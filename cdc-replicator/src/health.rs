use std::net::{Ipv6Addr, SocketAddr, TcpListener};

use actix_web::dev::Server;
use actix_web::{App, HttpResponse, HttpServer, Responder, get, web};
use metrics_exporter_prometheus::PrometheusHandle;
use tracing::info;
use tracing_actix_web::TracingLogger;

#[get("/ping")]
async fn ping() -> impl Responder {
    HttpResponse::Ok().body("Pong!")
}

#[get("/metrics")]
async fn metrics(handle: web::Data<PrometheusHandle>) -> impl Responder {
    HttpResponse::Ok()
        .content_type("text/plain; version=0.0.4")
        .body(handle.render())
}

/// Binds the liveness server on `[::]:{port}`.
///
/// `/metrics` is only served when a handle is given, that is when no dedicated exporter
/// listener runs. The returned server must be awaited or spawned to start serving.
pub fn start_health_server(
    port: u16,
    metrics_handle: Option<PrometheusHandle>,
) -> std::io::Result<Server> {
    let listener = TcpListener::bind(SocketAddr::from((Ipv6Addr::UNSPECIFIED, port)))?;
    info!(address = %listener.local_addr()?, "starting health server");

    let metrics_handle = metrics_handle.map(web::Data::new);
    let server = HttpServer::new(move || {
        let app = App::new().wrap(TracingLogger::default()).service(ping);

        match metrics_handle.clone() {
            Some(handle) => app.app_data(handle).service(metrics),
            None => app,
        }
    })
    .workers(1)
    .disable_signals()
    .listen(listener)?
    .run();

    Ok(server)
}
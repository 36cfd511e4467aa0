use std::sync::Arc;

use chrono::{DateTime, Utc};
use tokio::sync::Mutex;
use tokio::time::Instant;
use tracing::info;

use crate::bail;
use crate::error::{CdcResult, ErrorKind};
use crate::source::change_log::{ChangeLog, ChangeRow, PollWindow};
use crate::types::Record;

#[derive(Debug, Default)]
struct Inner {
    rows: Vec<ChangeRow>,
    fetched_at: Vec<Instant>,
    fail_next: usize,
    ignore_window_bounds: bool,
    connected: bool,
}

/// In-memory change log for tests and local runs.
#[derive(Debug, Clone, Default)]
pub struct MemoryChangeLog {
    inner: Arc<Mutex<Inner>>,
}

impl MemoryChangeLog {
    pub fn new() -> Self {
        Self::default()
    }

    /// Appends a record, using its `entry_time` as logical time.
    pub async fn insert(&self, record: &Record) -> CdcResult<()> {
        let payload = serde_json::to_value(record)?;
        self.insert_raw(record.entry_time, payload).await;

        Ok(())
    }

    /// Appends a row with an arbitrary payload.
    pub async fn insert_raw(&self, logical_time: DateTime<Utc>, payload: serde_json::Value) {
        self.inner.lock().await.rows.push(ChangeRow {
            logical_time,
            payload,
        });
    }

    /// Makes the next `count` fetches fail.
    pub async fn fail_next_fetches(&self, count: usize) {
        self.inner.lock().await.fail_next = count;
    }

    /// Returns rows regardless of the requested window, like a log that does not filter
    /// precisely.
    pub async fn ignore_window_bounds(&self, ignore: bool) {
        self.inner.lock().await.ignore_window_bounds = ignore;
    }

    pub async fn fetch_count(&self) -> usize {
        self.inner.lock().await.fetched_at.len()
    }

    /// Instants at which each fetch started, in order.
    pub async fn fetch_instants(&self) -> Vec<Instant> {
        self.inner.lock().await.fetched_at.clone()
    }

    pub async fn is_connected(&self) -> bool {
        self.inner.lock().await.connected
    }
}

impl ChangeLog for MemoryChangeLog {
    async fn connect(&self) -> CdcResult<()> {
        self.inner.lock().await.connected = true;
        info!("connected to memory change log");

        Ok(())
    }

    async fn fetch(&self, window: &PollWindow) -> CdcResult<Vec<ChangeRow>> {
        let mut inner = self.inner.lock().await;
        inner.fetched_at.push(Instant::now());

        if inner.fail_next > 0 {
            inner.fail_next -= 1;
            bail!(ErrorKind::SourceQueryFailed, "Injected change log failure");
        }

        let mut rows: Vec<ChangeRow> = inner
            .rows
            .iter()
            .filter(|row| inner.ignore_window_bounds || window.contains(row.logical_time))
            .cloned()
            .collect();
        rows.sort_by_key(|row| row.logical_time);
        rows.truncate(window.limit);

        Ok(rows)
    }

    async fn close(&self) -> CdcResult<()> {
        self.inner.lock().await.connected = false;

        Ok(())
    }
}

PROBLEM DETAILS - The answer must consist of every line from the entries above that contains the string "Responder".

EXPECTED ANSWER -
use actix_web::{App, HttpResponse, HttpServer, Responder, get, web};
async fn ping() -> impl Responder {
async fn metrics(handle: web::Data<PrometheusHandle>) -> impl Responder {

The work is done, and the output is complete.